La nuova "apertura alla società civile" e il castello di Kafka
di Paolo Desogus*
A quanto pare il rinnovamento del Partito Democratico voluto da Zingaretti si risolverà con un semplice cambio di nome, nel segno di una tradizione molto lunga, risalente ai primi anni Novanta, secondo cui la sinistra per stare nella società deve spoliticizzarsi, deve cioè gradualmente spogliarsi di tutte le proprie connotazioni culturali e ideologiche per diventare movimento aperto, magma, flusso di interconnessioni, di traiettorie individuali, di soggettività in espansione... insomma d'aria fritta. Verrebbe proprio per questo da rispolverare il noto detto di Marx: "la storia si ripete sempre due volte, la prima in forma di tragedia, la seconda in forma di farsa". Occorre però introdurre una variante. Nella sinistra italiana la storia si ripete infinite volte ed è al contempo tragedia e farsa senza soluzione di continuità. Da Occhetto a Veltroni, da Renzi a Zingaretti la vocazione al suicidio, alla morte per auto annegamento nel proprio mare della propria stessa stupidaggine, non riesce a giungere a un punto conclusivo, a una fine che dia inizio a una nuova stagione.
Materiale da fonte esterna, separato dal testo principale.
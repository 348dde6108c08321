use polyfs::{Filesystem, MemoryAdapter, StoreConfig, TableAdapter, VersioningClass, Visibility};

fn snapshot_fs(name: &str) -> Filesystem {
    Filesystem::memory(
        StoreConfig::named(name).with_versioning(Some(VersioningClass::Snapshot)),
    )
    .expect("open snapshot store")
}

fn checkpoint_fs(name: &str) -> Filesystem {
    Filesystem::table(
        StoreConfig::named(name).with_versioning(Some(VersioningClass::Checkpoint)),
    )
    .expect("open checkpoint store")
}

#[test]
fn snapshot_versions_accumulate_per_path() {
    let fs = snapshot_fs("vt-accumulate");
    let v1 = fs.write_version("doc.txt", b"first").unwrap();
    let v2 = fs.write_version("doc.txt", b"second").unwrap();
    assert_eq!(v1.version_id.len(), 32);
    assert_ne!(v1.version_id, v2.version_id);

    let versions = fs.list_versions("doc.txt").unwrap();
    assert_eq!(versions.len(), 2);
    assert_eq!(versions[0].version_id, v1.version_id);
    assert_eq!(fs.get_latest_version("doc.txt").unwrap().version_id, v2.version_id);

    // current content is the last versioned write
    assert_eq!(fs.read("doc.txt").unwrap(), b"second");
    assert_eq!(fs.read_version("doc.txt", &v1.version_id).unwrap(), b"first");
    MemoryAdapter::drop_instance("vt-accumulate");
}

#[test]
fn plain_write_does_not_mint_a_version() {
    let fs = snapshot_fs("vt-plain-write");
    fs.write_version("doc.txt", b"versioned").unwrap();
    fs.write("doc.txt", b"unversioned").unwrap();
    assert_eq!(fs.list_versions("doc.txt").unwrap().len(), 1);
    assert_eq!(fs.read("doc.txt").unwrap(), b"unversioned");
    MemoryAdapter::drop_instance("vt-plain-write");
}

#[test]
fn restore_rewinds_content_without_new_version() {
    let fs = snapshot_fs("vt-restore");
    let v1 = fs.write_version("doc.txt", b"first").unwrap();
    fs.write_version("doc.txt", b"second").unwrap();
    fs.restore_version("doc.txt", &v1.version_id).unwrap();
    assert_eq!(fs.read("doc.txt").unwrap(), b"first");
    assert_eq!(fs.list_versions("doc.txt").unwrap().len(), 2);
    assert!(fs.restore_version("doc.txt", "0000deadbeef0000deadbeef0000dead").is_err());
    MemoryAdapter::drop_instance("vt-restore");
}

#[test]
fn delete_version_keeps_current_and_other_versions() {
    let fs = snapshot_fs("vt-delete");
    let v1 = fs.write_version("doc.txt", b"first").unwrap();
    let v2 = fs.write_version("doc.txt", b"second").unwrap();
    fs.delete_version("doc.txt", &v1.version_id).unwrap();
    assert!(fs.read_version("doc.txt", &v1.version_id).unwrap_err().is_not_found());
    assert_eq!(fs.read_version("doc.txt", &v2.version_id).unwrap(), b"second");
    assert_eq!(fs.read("doc.txt").unwrap(), b"second");
    // deleting twice reports the version as gone
    assert!(fs.delete_version("doc.txt", &v1.version_id).unwrap_err().is_not_found());
    MemoryAdapter::drop_instance("vt-delete");
}

#[test]
fn version_history_is_isolated_per_path() {
    let fs = snapshot_fs("vt-isolated");
    fs.write_version("a.txt", b"a").unwrap();
    fs.write_version("b.txt", b"b").unwrap();
    assert_eq!(fs.list_versions("a.txt").unwrap().len(), 1);
    assert_eq!(fs.list_versions("b.txt").unwrap().len(), 1);
    assert!(fs.list_versions("never.txt").unwrap().is_empty());
    assert!(fs.get_latest_version("never.txt").unwrap_err().is_not_found());
    MemoryAdapter::drop_instance("vt-isolated");
}

#[test]
fn commit_collects_pending_mutations() {
    let fs = checkpoint_fs("vt-commit");
    // nothing pending yet
    assert!(fs.commit(Some("empty")).unwrap().is_none());

    fs.write("a.txt", b"one").unwrap();
    fs.write("b.txt", b"two").unwrap();
    let c1 = fs.commit(Some("initial import")).unwrap().expect("checkpoint minted");
    assert_eq!(c1.sha.len(), 40);
    assert_eq!(c1.message, "initial import");
    assert_eq!(c1.author_name, "polyfs");

    // committed: nothing pending again
    assert!(fs.commit(None).unwrap().is_none());

    fs.write("a.txt", b"one-v2").unwrap();
    let c2 = fs.commit(None).unwrap().expect("second checkpoint");
    assert_eq!(c2.message, "checkpoint");

    let all = fs.revisions(None, None).unwrap();
    assert_eq!(all.len(), 2);
    assert_eq!(all[0].sha, c2.sha); // newest first

    // b.txt was only touched by the first checkpoint
    let only_b = fs.revisions(Some("b.txt"), None).unwrap();
    assert_eq!(only_b.len(), 1);
    assert_eq!(only_b[0].sha, c1.sha);
    assert!(fs.revisions(None, Some(0)).unwrap().is_empty());
    TableAdapter::drop_instance("vt-commit");
}

#[test]
fn read_revision_returns_historical_content() {
    let fs = checkpoint_fs("vt-read-rev");
    fs.write("log.txt", b"v1").unwrap();
    let c1 = fs.commit(Some("first")).unwrap().unwrap();
    fs.write("log.txt", b"v2").unwrap();
    let c2 = fs.commit(Some("second")).unwrap().unwrap();

    assert_eq!(fs.read_revision("log.txt", &c1.sha).unwrap(), b"v1");
    assert_eq!(fs.read_revision("log.txt", &c2.sha).unwrap(), b"v2");
    assert!(fs.read_revision("log.txt", "ffffffffffffffffffffffffffffffffffffffff").is_err());
    assert!(fs.read_revision("absent.txt", &c1.sha).unwrap_err().is_not_found());
    TableAdapter::drop_instance("vt-read-rev");
}

#[test]
fn rollback_restores_the_whole_tree() {
    let fs = checkpoint_fs("vt-rollback");
    fs.write("keep/a.txt", b"a1").unwrap();
    let c1 = fs.commit(Some("baseline")).unwrap().unwrap();

    fs.write("keep/a.txt", b"a2").unwrap();
    fs.write("new/b.txt", b"b").unwrap();
    fs.commit(Some("later")).unwrap().unwrap();

    fs.rollback(&c1.sha, None).unwrap();
    assert_eq!(fs.read("keep/a.txt").unwrap(), b"a1");
    assert!(!fs.file_exists("new/b.txt").unwrap());
    // history itself is untouched by rollback
    assert_eq!(fs.revisions(None, None).unwrap().len(), 2);
    TableAdapter::drop_instance("vt-rollback");
}

#[test]
fn rollback_of_a_single_path_leaves_the_rest() {
    let fs = checkpoint_fs("vt-rollback-one");
    fs.write("a.txt", b"a1").unwrap();
    fs.write("b.txt", b"b1").unwrap();
    let c1 = fs.commit(Some("baseline")).unwrap().unwrap();
    fs.write("a.txt", b"a2").unwrap();
    fs.write("b.txt", b"b2").unwrap();
    fs.commit(Some("later")).unwrap().unwrap();

    fs.rollback(&c1.sha, Some("a.txt")).unwrap();
    assert_eq!(fs.read("a.txt").unwrap(), b"a1");
    assert_eq!(fs.read("b.txt").unwrap(), b"b2");

    // a path absent at the checkpoint is an error, not a silent no-op
    fs.write("late.txt", b"x").unwrap();
    fs.commit(None).unwrap();
    assert!(fs.rollback(&c1.sha, Some("late.txt")).unwrap_err().is_not_found());
    TableAdapter::drop_instance("vt-rollback-one");
}

#[test]
fn rollback_of_a_directory_restores_its_subtree() {
    let fs = checkpoint_fs("vt-rollback-dir");
    fs.write("dir/keep.txt", b"keep").unwrap();
    fs.write("dir/sub/deep.txt", b"deep").unwrap();
    fs.write("outside.txt", b"out1").unwrap();
    let c1 = fs.commit(Some("baseline")).unwrap().unwrap();

    fs.delete("dir/keep.txt").unwrap();
    fs.write("dir/added.txt", b"new").unwrap();
    fs.write("outside.txt", b"out2").unwrap();
    fs.commit(Some("churn")).unwrap().unwrap();

    fs.rollback(&c1.sha, Some("dir")).unwrap();
    // children deleted since the checkpoint come back
    assert_eq!(fs.read("dir/keep.txt").unwrap(), b"keep");
    assert_eq!(fs.read("dir/sub/deep.txt").unwrap(), b"deep");
    // children added since the checkpoint are gone
    assert!(!fs.file_exists("dir/added.txt").unwrap());
    // the rest of the tree keeps its later state
    assert_eq!(fs.read("outside.txt").unwrap(), b"out2");
    TableAdapter::drop_instance("vt-rollback-dir");
}

#[test]
fn rolled_back_state_can_be_committed() {
    let fs = checkpoint_fs("vt-rollback-commit");
    fs.write("a.txt", b"v1").unwrap();
    let c1 = fs.commit(Some("baseline")).unwrap().unwrap();
    fs.write("a.txt", b"v2").unwrap();
    fs.commit(Some("later")).unwrap().unwrap();

    fs.rollback(&c1.sha, None).unwrap();
    // the restore counts as pending work, so an explicit commit checkpoints it
    let c3 = fs.commit(Some("after rollback")).unwrap().expect("checkpoint minted");
    assert_eq!(fs.read_revision("a.txt", &c3.sha).unwrap(), b"v1");
    assert_eq!(fs.revisions(None, None).unwrap().len(), 3);
    TableAdapter::drop_instance("vt-rollback-commit");
}

#[test]
fn checkpoint_metadata_survives_rollback() {
    let fs = checkpoint_fs("vt-meta");
    fs.write("v.txt", b"x").unwrap();
    fs.set_visibility("v.txt", Visibility::Public).unwrap();
    let c1 = fs.commit(Some("public")).unwrap().unwrap();
    fs.set_visibility("v.txt", Visibility::Private).unwrap();
    fs.commit(None).unwrap();

    fs.rollback(&c1.sha, None).unwrap();
    assert_eq!(fs.visibility("v.txt").unwrap(), Visibility::Public);
    TableAdapter::drop_instance("vt-meta");
}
Ero appena un adolescente quando nella sezione del mio paese sentivo che bisognava aprirci alla società civile, essere più vicini alla gente, abbandonare il politichese, rinunciare ai nostri riti politici e persino ai nostri simboli e ai nostri valori, secondo alcuni "oramai superati". I simboli che ho conosciuto da ragazzo non ci sono più e sono stati sostituiti mille volte, sempre con le solite ragioni. E ogni volta diventavano più sbiaditi, più informi, più volatili. Il partito, contrariamente alle attese, si distaccava sempre di più, diventava sempre più un qualcosa di estraneo alla società, lontano dalle classi popolari, dalla propria base storica per diventare ceto politico mosso unicamente dal proprio istinto di autoconservazione.
Zingaretti dovrebbe allora spiegarci che cosa significa "aprire" il PD alla società. Una casa senza progetto, senza elementi di distinzione e di separazione dall'esterno non è una casa: non ha fondamenta, non ha pareti e dunque non ha porte. Contrariamente alle stupidaggini che da anni si sentono a sinistra, il principio di base per costruire un partito è infatti quello di stabilire un confine, di tracciare un limite che definisca ciò che vogliamo da ciò che combattiamo. Non è difficile da capire, persino uno come Zingaretti ci può arrivare.
Le responsabilità vanno in ogni caso oltre l'esperienza di Zingaretti. Chi come me da anni sta fuori dalla sinistra e che ha invano cercato soluzioni in altre formazioni politiche si trova nella stessa condizione del protagonista del Castello di Kafka. Vi ricordate K., l'agrimensore? Il suo lavoro è quello di tracciare i confini, stabilire le misure del terreno e gettare quindi le basi su cui erigere nuovi edifici. K. però non riesce perché non ha il mandato di chi abita nel castello in cui invano attende di essere ricevuto. Noi viviamo nella stessa situazione: la sinistra che invoca aperture se ne sta in realtà nel suo castello di potere inaccessibile. Non è un caso che il proprio progetto di rinnovamento debba immancabilmente svolgersi in uno spazio neutrale, fatto di gazebo, di luoghi di passaggio aleatori e inconsistenti.
Questa pseudo sinistra venduta al potere neoliberale si guarda bene dall’aprire il proprio castello mettendo in discussione se stessa e i propri fallimenti. Chi prova a farglielo notare viene attaccato in modo ricattatorio: "se non vinciamo noi vince la destra", "arrivano i fascisti", "scende l'onda nera". Dovremmo rifiutare questo ricatto e rassegnarci e fare quello che nel romanzo incompiuto di Kafka si può solo intuire. Dovremmo cioè ribellarci al castello, chiudere la stanca farsa tragica della sinistra liberal e cominciare a tracciare i nostri confini per definire i nostri valori e la nostra nuova prospettiva politica.